Principal Scientist, Serology
At GSK, we have bold ambitions for patients, aiming to positively impact the health of 2.5 billion people by the end of the decade. R&D is committed to discovering and delivering transformational vaccines and medicines to prevent and change the course of disease.
We believe the Greater Boston area is an important hub for the biotech and pharma industry, which is why we've invested in growing our footprint and expanding our R&D space in Cambridge, with a primary focus on additional state-of-the-art lab space. Here, we will bring together talent and expertise, building upon GSK's long history of vaccine development, to create globally leading viral capabilities and cutting-edge vaccines technologies, as we add to our robust portfolio targeting infectious diseases at every stage of life.
This is a Principal Scientist position in the Serology and Assay Development team in Viral Vaccines. You will lead the development and execution of serological assays to be used for the evaluation of vaccine candidates and therapeutics. You will bring significant knowledge of immunology and virology, and strong experience in executing biological assays, which provide critical information to enable strategic decision making by the project teams.
We are looking for a highly motivated, innovative scientist with experience in multiple ligand binding formats, neutralizations, and Fc effector function assays who is willing to go the extra mile to contribute to multiple projects and help develop vaccine candidates and therapeutics through preclinical development.
Key Responsibilities:
- Be a key contributor across a large team of scientists at multiple levels, day-to-day leader in the lab, and excellent communicator.
- Development, validation and execution of serology-related assays to assess B cell and antibody responses.
- Plan and execute multiple ligand binding assay formats including ELISA, Luminex, MSD, Gyros, and AlphaLISA, and neutralization assays.
- Develop and execute cell-based assays including viral neutralization assays, Fc receptor activation assays, ADCC, and ADCP.
- Provide serological expertise to GSK vaccine projects.
- Analyse and interpret experimental data and document results in electronic notebooks in a detailed and concise manner.
- Write detailed protocols, procedures and work instructions to support immunology assays.
- Write specific technical sections of internal and external reports and contribute to scientific papers and patents.
- Author technical reports for regulatory filings.

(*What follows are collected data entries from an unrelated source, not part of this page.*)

//! Shared world state for reviewer performance BDD scenarios.

use std::sync::Arc;

use chrono::{DateTime, TimeZone, Utc};
use qcflow::{
    analytics::{
        adapters::memory::{InMemoryAnalyticsStore, InMemoryReviewerDirectory},
        domain::PerformanceReport,
        services::{AnalyticsError, PerformanceReportService},
    },
    clock::FixedClock,
    config::AnalyticsConfig,
    task::{adapters::memory::InMemoryTaskRepository, domain::UserId},
};
use rstest::fixture;

/// Service type used by the BDD world.
pub type TestReportService = PerformanceReportService<
    InMemoryTaskRepository,
    InMemoryAnalyticsStore,
    InMemoryReviewerDirectory,
    FixedClock,
>;

/// Thursday 14 May 2026, midday UTC.
#[must_use]
pub fn scenario_now() -> DateTime<Utc> {
    Utc.with_ymd_and_hms(2026, 5, 14, 12, 0, 0)
        .single()
        .unwrap_or_default()
}

/// Scenario world for reviewer performance behaviour tests.
pub struct PerformanceWorld {
    pub service: TestReportService,
    pub tasks: InMemoryTaskRepository,
    pub reviewers: InMemoryReviewerDirectory,
    pub reviewer: UserId,
    pub seeded: i64,
    pub last_report: Option<Result<PerformanceReport, AnalyticsError>>,
}

impl PerformanceWorld {
    /// Creates a world whose clock is frozen at [`scenario_now`].
    #[must_use]
    pub fn new() -> Self {
        let tasks = InMemoryTaskRepository::new();
        let reviewers = InMemoryReviewerDirectory::new();
        let service = PerformanceReportService::new(
            Arc::new(tasks.clone()),
            Arc::new(InMemoryAnalyticsStore::new()),
            Arc::new(reviewers.clone()),
            Arc::new(FixedClock::new(scenario_now())),
            AnalyticsConfig::default(),
        );

        Self {
            service,
            tasks,
            reviewers,
            reviewer: UserId::new(),
            seeded: 0,
            last_report: None,
        }
    }

    /// Returns the most recent successful report.
    ///
    /// # Errors
    ///
    /// Returns an error when no report was requested or the request failed.
    pub fn report(&self) -> eyre::Result<&PerformanceReport> {
        match self.last_report.as_ref() {
            Some(Ok(report)) => Ok(report),
            Some(Err(err)) => Err(eyre::eyre!("report request failed: {err}")),
            None => Err(eyre::eyre!("no report requested in scenario world")),
        }
    }
}

impl Default for PerformanceWorld {
    fn default() -> Self {
        Self::new()
    }
}

/// Fixture that creates a new scenario world.
#[fixture]
pub fn world() -> PerformanceWorld {
    PerformanceWorld::default()
}

/// Runs an async operation within sync step definitions.
pub fn run_async<T>(future: impl std::future::Future<Output = T>) -> T {
    tokio::task::block_in_place(|| tokio::runtime::Handle::current().block_on(future))
}
//! Retry policy for side-effect delivery.

use serde::{Deserialize, Serialize};
use std::time::Duration;

/// Exponential backoff policy applied to each queued side effect.
///
/// The delay before retry `n` (1-indexed) is
/// `base_delay_ms * multiplier^(n - 1)`, capped at `max_delay_ms`.
#[derive(Debug, Clone, Copy, PartialEq, Serialize, Deserialize)]
#[serde(default)]
pub struct RetryPolicy {
    /// Total delivery attempts, including the first.
    pub max_attempts: u32,
    /// Delay before the first retry, in milliseconds.
    pub base_delay_ms: u64,
    /// Growth factor applied per further retry.
    pub multiplier: f64,
    /// Upper bound on any single delay, in milliseconds.
    pub max_delay_ms: u64,
}

impl Default for RetryPolicy {
    fn default() -> Self {
        Self {
            max_attempts: 5,
            base_delay_ms: 200,
            multiplier: 2.0,
            max_delay_ms: 30_000,
        }
    }
}

impl RetryPolicy {
    /// Creates a policy that retries without waiting.
    ///
    /// Useful for tests that exercise retry counts.
    #[must_use]
    pub const fn immediate(max_attempts: u32) -> Self {
        Self {
            max_attempts,
            base_delay_ms: 0,
            multiplier: 1.0,
            max_delay_ms: 0,
        }
    }

    /// Creates a policy that delivers each effect once.
    #[must_use]
    pub const fn no_retry() -> Self {
        Self::immediate(1)
    }

    /// Returns the delay to wait after `attempts` failed attempts.
    #[must_use]
    #[expect(
        clippy::float_arithmetic,
        clippy::cast_precision_loss,
        reason = "backoff growth is a fractional multiplier over millisecond delays"
    )]
    pub fn next_delay(&self, attempts: u32) -> Duration {
        let exponent = i32::try_from(attempts.saturating_sub(1)).unwrap_or(i32::MAX);
        let cap_ms = self.max_delay_ms as f64;
        let delay_ms = (self.base_delay_ms as f64 * self.multiplier.powi(exponent)).min(cap_ms);
        Duration::try_from_secs_f64(delay_ms / 1000.0).unwrap_or(Duration::ZERO)
    }
}
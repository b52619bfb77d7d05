//! Ports for best-effort side effects of task mutations.
//!
//! Neither cache invalidation nor audit writes may block or fail a
//! transition. Services hand effects to a [`SideEffectQueue`]; a dispatcher
//! delivers them to the [`TaskListCache`] and [`AuditSink`] out of band.

use crate::task::domain::{AuditEntry, UserId};
use async_trait::async_trait;
use std::sync::Arc;
use thiserror::Error;

/// Result type for side-effect port operations.
pub type SideEffectResult<T> = Result<T, SideEffectError>;

const TASK_LIST_PREFIX: &str = "task-list";

/// Returns the cache key of one task-list view for `user`.
#[must_use]
pub fn task_list_key(user: UserId, view: &str) -> String {
    format!("{TASK_LIST_PREFIX}:{user}:{view}")
}

/// Returns the pattern matching every task-list view cached for `user`.
#[must_use]
pub fn task_list_pattern(user: UserId) -> String {
    format!("{TASK_LIST_PREFIX}:{user}:*")
}

/// Cache holding rendered task-list views.
#[async_trait]
pub trait TaskListCache: Send + Sync {
    /// Deletes every entry whose key matches the glob `pattern`.
    ///
    /// Returns the number of deleted entries.
    async fn delete_matching(&self, pattern: &str) -> SideEffectResult<u64>;
}

/// Append-only audit trail.
#[async_trait]
pub trait AuditSink: Send + Sync {
    /// Appends an entry.
    async fn append(&self, entry: &AuditEntry) -> SideEffectResult<()>;
}

/// A side effect awaiting delivery.
#[derive(Debug, Clone, PartialEq)]
pub enum SideEffect {
    /// Drop cached task-list views for each user.
    InvalidateTaskLists(Vec<UserId>),
    /// Record an audit entry.
    Audit(AuditEntry),
}

impl SideEffect {
    /// Returns a short label used in logs.
    #[must_use]
    pub const fn kind(&self) -> &'static str {
        match self {
            Self::InvalidateTaskLists(_) => "invalidate_task_lists",
            Self::Audit(_) => "audit",
        }
    }
}

/// Fire-and-forget hand-off of side effects.
pub trait SideEffectQueue: Send + Sync {
    /// Queues an effect for delivery. Never fails the caller.
    fn enqueue(&self, effect: SideEffect);
}

/// Errors returned by side-effect ports.
#[derive(Debug, Clone, Error)]
pub enum SideEffectError {
    /// The cache backend could not be reached or rejected the command.
    #[error("cache error: {0}")]
    Cache(Arc<dyn std::error::Error + Send + Sync>),

    /// The audit backend could not be reached or rejected the write.
    #[error("audit sink error: {0}")]
    Audit(Arc<dyn std::error::Error + Send + Sync>),

    /// A cache pattern could not be parsed.
    #[error("invalid cache key pattern '{0}'")]
    InvalidPattern(String),
}

impl SideEffectError {
    /// Wraps a cache failure.
    pub fn cache(err: impl std::error::Error + Send + Sync + 'static) -> Self {
        Self::Cache(Arc::new(err))
    }

    /// Wraps an audit failure.
    pub fn audit(err: impl std::error::Error + Send + Sync + 'static) -> Self {
        Self::Audit(Arc::new(err))
    }
}
//! Reviewer directory port.

use super::AnalyticsStoreResult;
use crate::task::domain::UserId;
use async_trait::async_trait;

/// Lookup contract for users holding the reviewer role.
#[async_trait]
pub trait ReviewerDirectory: Send + Sync {
    /// Returns `true` when `user` exists and is a reviewer.
    async fn is_reviewer(&self, user: UserId) -> AnalyticsStoreResult<bool>;
}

- Reporting of results in team meetings and cross-function and cross-department meetings.
- Highly organized, able to keep track of key project-related deadlines.
- Able to multi-task and contribute to multiple projects.

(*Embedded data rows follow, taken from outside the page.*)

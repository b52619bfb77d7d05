//! Port contracts for the task workflow.
//!
//! Ports define infrastructure-agnostic interfaces used by task services.

pub mod directory;
pub mod repository;
pub mod side_effects;

pub use directory::{ClientDirectory, ClientProfile, DirectoryError};
pub use repository::{TaskQuery, TaskRepository, TaskRepositoryError, TaskRepositoryResult};
pub use side_effects::{
    AuditSink, SideEffect, SideEffectError, SideEffectQueue, SideEffectResult, TaskListCache,
    task_list_key, task_list_pattern,
};
//! Keyword classification of recent rejection notes.

use std::collections::BTreeMap;
use std::sync::Arc;

use mockable::Clock;
use tracing::debug;

use super::AnalyticsResult;
use crate::analytics::{
    domain::{RejectionLabel, RejectionReason, RejectionReasonSummary},
    ports::RejectionReasonRepository,
};
use crate::task::{
    domain::{TaskId, TaskStatus, UserId},
    ports::{TaskQuery, TaskRepository},
};

/// Rejected tasks scanned per classification pass unless configured.
pub const DEFAULT_SCAN_LIMIT: usize = 100;

/// Tallies rejection labels over a sliding window of recent rejections.
///
/// Each pass overwrites the count of every label that matched at least once.
/// Labels with no match in the window keep their previous record.
#[derive(Clone)]
pub struct RejectionClassifier<R, S, C>
where
    R: TaskRepository,
    S: RejectionReasonRepository,
    C: Clock + Send + Sync,
{
    tasks: Arc<R>,
    reasons: Arc<S>,
    clock: Arc<C>,
    scan_limit: usize,
}

impl<R, S, C> RejectionClassifier<R, S, C>
where
    R: TaskRepository,
    S: RejectionReasonRepository,
    C: Clock + Send + Sync,
{
    /// Creates a classifier scanning [`DEFAULT_SCAN_LIMIT`] tasks.
    #[must_use]
    pub const fn new(tasks: Arc<R>, reasons: Arc<S>, clock: Arc<C>) -> Self {
        Self {
            tasks,
            reasons,
            clock,
            scan_limit: DEFAULT_SCAN_LIMIT,
        }
    }

    /// Sets how many recent rejections are scanned.
    #[must_use]
    pub const fn with_scan_limit(mut self, scan_limit: usize) -> Self {
        self.scan_limit = scan_limit;
        self
    }

    /// Classifies the most recent rejections of `reviewer` and upserts one
    /// record per matched label.
    ///
    /// Returns the records written, in label order.
    ///
    /// # Errors
    ///
    /// Returns an error when the task store or reason store fails.
    pub async fn classify(&self, reviewer: UserId) -> AnalyticsResult<Vec<RejectionReason>> {
        let query = TaskQuery::new()
            .reviewed_by(reviewer)
            .with_statuses([TaskStatus::Rejected])
            .with_rejection_notes()
            .limit(self.scan_limit);
        let recent = self.tasks.query(&query).await?;

        let mut matches: BTreeMap<RejectionLabel, Vec<TaskId>> = BTreeMap::new();
        for task in &recent {
            let Some(notes) = task.rejection_notes() else {
                continue;
            };
            for label in RejectionLabel::classify(notes) {
                matches.entry(label).or_default().push(task.id());
            }
        }

        let now = self.clock.utc();
        let mut written = Vec::with_capacity(matches.len());
        for (label, matched_task_ids) in matches {
            let reason = RejectionReason {
                reviewer_id: reviewer,
                label,
                case_count: u64::try_from(matched_task_ids.len()).unwrap_or(u64::MAX),
                matched_task_ids,
                last_occurrence: now,
            };
            self.reasons.upsert_reason(&reason).await?;
            written.push(reason);
        }
        debug!(
            %reviewer,
            scanned = recent.len(),
            labels = written.len(),
            "rejection notes classified"
        );
        Ok(written)
    }

    /// Reads the `limit` most frequent stored reasons for `reviewer`.
    ///
    /// # Errors
    ///
    /// Returns an error when the reason store fails.
    pub async fn top_reasons(
        &self,
        reviewer: UserId,
        limit: usize,
    ) -> AnalyticsResult<Vec<RejectionReasonSummary>> {
        let reasons = self.reasons.top_reasons(reviewer, limit).await?;
        Ok(reasons.iter().map(RejectionReasonSummary::from).collect())
    }
}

- Contribute to the maintenance of a clean and safe workplace.
The candidate is also expected to spend time travelling (for 2 to 3 months) to Rockville, MD (Washington DC area) within the first year to support and ensure a smooth transition of the methods and the knowhow to the new laboratories in Cambridge.
Basic Qualifications:
- Degree in Immunology, Virology, Microbiology, Pharmaceutical Sciences, or related scientific field.
- PhD with 4+ years of postdoctoral experience or industry experience, MS with 8+ years of industry experience, or BS with 10+ years of lab experience.

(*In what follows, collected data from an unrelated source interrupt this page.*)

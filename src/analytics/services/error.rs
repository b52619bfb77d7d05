//! Service-level errors for analytics operations.

use crate::analytics::{domain::AnalyticsDomainError, ports::AnalyticsStoreError};
use crate::task::{domain::UserId, ports::TaskRepositoryError};
use thiserror::Error;

/// Errors returned by analytics services.
#[derive(Debug, Clone, Error)]
pub enum AnalyticsError {
    /// The user is unknown or does not hold the reviewer role.
    #[error("reviewer not found: {0}")]
    ReviewerNotFound(UserId),

    /// Raw task data could not be read.
    #[error(transparent)]
    Tasks(#[from] TaskRepositoryError),

    /// A derived record could not be read or written.
    #[error(transparent)]
    Store(#[from] AnalyticsStoreError),

    /// A derived value was malformed.
    #[error(transparent)]
    Domain(#[from] AnalyticsDomainError),
}

/// Result type for analytics services.
pub type AnalyticsResult<T> = Result<T, AnalyticsError>;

- 3+ years of experience with ELISA, Luminex, or MSD and/or cell-based assays including viral neutralization assays, Fc receptor activation assays, ADCC, and ADCP.
- One or more years of experience in training multiple scientists or staff in assays and lab techniques.
Preferred Qualifications:
- 3+ years of assay development experience.
- Prior experience in systems serology.
- Strong track-record of scientific publications in peer-reviewed journals or other demonstrations of scientific success.
- Prior experience working in a matrix organization.
- Prior experience with the implementation of robotic systems to increase analytical efficiencies.
- Prior experience with the handling, treatment, and analysis of animal serum.
- Prior experience with the handling, treatment, and analysis of human biological samples (HBS) and knowledge of the HBS specific precautions.
- 3+ years of experience in developing analytical templates in SoftMax Pro, Prism and other analytical software.
- Deep knowledge of statistical analysis.
- Experience in qualification and/or validation of assays for regulatory filings.